**Task brief:**
Only the lines from the line containing "user's home directory." to the end of the records, both included, belong in the answer, copied exactly.

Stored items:
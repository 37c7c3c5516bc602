//! Directory listing.

use std::fmt;
use std::path::Path;

/// Kind of a listed entry.
#[derive(Debug, Clone, Copy, PartialEq, Eq, PartialOrd, Ord)]
pub enum EntryKind {
    Directory,
    File,
}

impl fmt::Display for EntryKind {
    fn fmt(&self, f: &mut fmt::Formatter<'_>) -> fmt::Result {
        match self {
            EntryKind::Directory => f.write_str("directory"),
            EntryKind::File => f.write_str("file"),
        }
    }
}

/// A directory entry.
#[derive(Debug, Clone, PartialEq, Eq)]
pub struct DirEntry {
    /// Entry name (not full path).
    pub name: String,
    pub kind: EntryKind,
}

/// Lists the contents of a directory.
///
/// Directories come first, then files; each group is sorted by name.
/// Entries that are neither (symlinks, sockets, fifos) are omitted.
pub async fn list_directory(path: &Path) -> Result<Vec<DirEntry>, std::io::Error> {
    let mut entries = tokio::fs::read_dir(path).await?;
    let mut result = Vec::new();

    while let Some(entry) = entries.next_entry().await? {
        let file_type = match entry.file_type().await {
            Ok(t) => t,
            Err(e) => {
                tracing::debug!(entry = ?entry.file_name(), error = %e, "skipping unreadable entry");
                continue;
            }
        };
        let kind = if file_type.is_dir() {
            EntryKind::Directory
        } else if file_type.is_file() {
            EntryKind::File
        } else {
            continue;
        };
        result.push(DirEntry {
            name: entry.file_name().to_string_lossy().into_owned(),
            kind,
        });
    }

    result.sort_by(|a, b| a.kind.cmp(&b.kind).then_with(|| a.name.cmp(&b.name)));

    Ok(result)
}
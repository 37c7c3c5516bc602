//! Resolution of user-typed paths against the current directory.

use std::io;
use std::path::{Component, Path, PathBuf};

/// A path that failed validation, with the I/O reason attached.
#[derive(Debug, thiserror::Error)]
#[error("{}: {source}", path.display())]
pub struct InvalidPath {
    pub path: PathBuf,
    #[source]
    pub source: io::Error,
}

impl InvalidPath {
    fn new(path: PathBuf, source: io::Error) -> Self {
        Self { path, source }
    }
}

/// Resolves and checks paths relative to a base directory.
///
/// Checks are point-in-time: the entry can disappear between validation
/// and the operation that follows, in which case the operation reports
/// its own I/O error.
#[derive(Debug, Clone, Copy)]
pub struct PathValidator<'a> {
    base: &'a Path,
}

impl<'a> PathValidator<'a> {
    pub fn new(base: &'a Path) -> Self {
        Self { base }
    }

    /// Joins `raw` onto the base directory and normalizes the result.
    ///
    /// `~` and `~/...` expand to the home directory. Absolute input
    /// replaces the base.
    pub fn resolve(&self, raw: &str) -> PathBuf {
        normalize(&self.base.join(expand_home(raw)))
    }

    /// Resolves `raw` and requires that it exists.
    pub async fn existing(&self, raw: &str) -> Result<PathBuf, InvalidPath> {
        let path = self.resolve(raw);
        match tokio::fs::metadata(&path).await {
            Ok(_) => Ok(path),
            Err(e) => Err(InvalidPath::new(path, e)),
        }
    }

    /// Resolves `raw` and requires that it is a directory.
    pub async fn existing_dir(&self, raw: &str) -> Result<PathBuf, InvalidPath> {
        let path = self.resolve(raw);
        match tokio::fs::metadata(&path).await {
            Ok(meta) if meta.is_dir() => Ok(path),
            Ok(_) => Err(InvalidPath::new(
                path,
                io::Error::new(io::ErrorKind::NotADirectory, "not a directory"),
            )),
            Err(e) => Err(InvalidPath::new(path, e)),
        }
    }

    /// Resolves `raw` and requires that it is not a directory.
    pub async fn existing_file(&self, raw: &str) -> Result<PathBuf, InvalidPath> {
        let path = self.resolve(raw);
        match tokio::fs::metadata(&path).await {
            Ok(meta) if meta.is_dir() => Err(InvalidPath::new(
                path,
                io::Error::new(io::ErrorKind::IsADirectory, "is a directory"),
            )),
            Ok(_) => Ok(path),
            Err(e) => Err(InvalidPath::new(path, e)),
        }
    }
}

/// Lexically normalizes an absolute path: drops `.`, and lets `..` remove
/// the previous component without ever climbing above the root.
pub fn normalize(path: &Path) -> PathBuf {
    let mut out = PathBuf::new();
    for component in path.components() {
        match component {
            Component::Prefix(_) | Component::RootDir => out.push(component.as_os_str()),
            Component::CurDir => {}
            Component::ParentDir => {
                out.pop();
            }
            Component::Normal(name) => out.push(name),
        }
    }
    out
}

/// Expands `~` prefix to the user's home directory.
fn expand_home(path: &str) -> PathBuf {
    if let Some(rest) = path.strip_prefix("~/") {
        crate::home_dir().join(rest)
    } else if path == "~" {
        crate::home_dir()
    } else {
        PathBuf::from(path)
    }
}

**Result of the exercise:**
/// Expands `~` prefix to the user's home directory.
fn expand_home(path: &str) -> PathBuf {
    if let Some(rest) = path.strip_prefix("~/") {
        crate::home_dir().join(rest)
    } else if path == "~" {
        crate::home_dir()
    } else {
        PathBuf::from(path)
    }
}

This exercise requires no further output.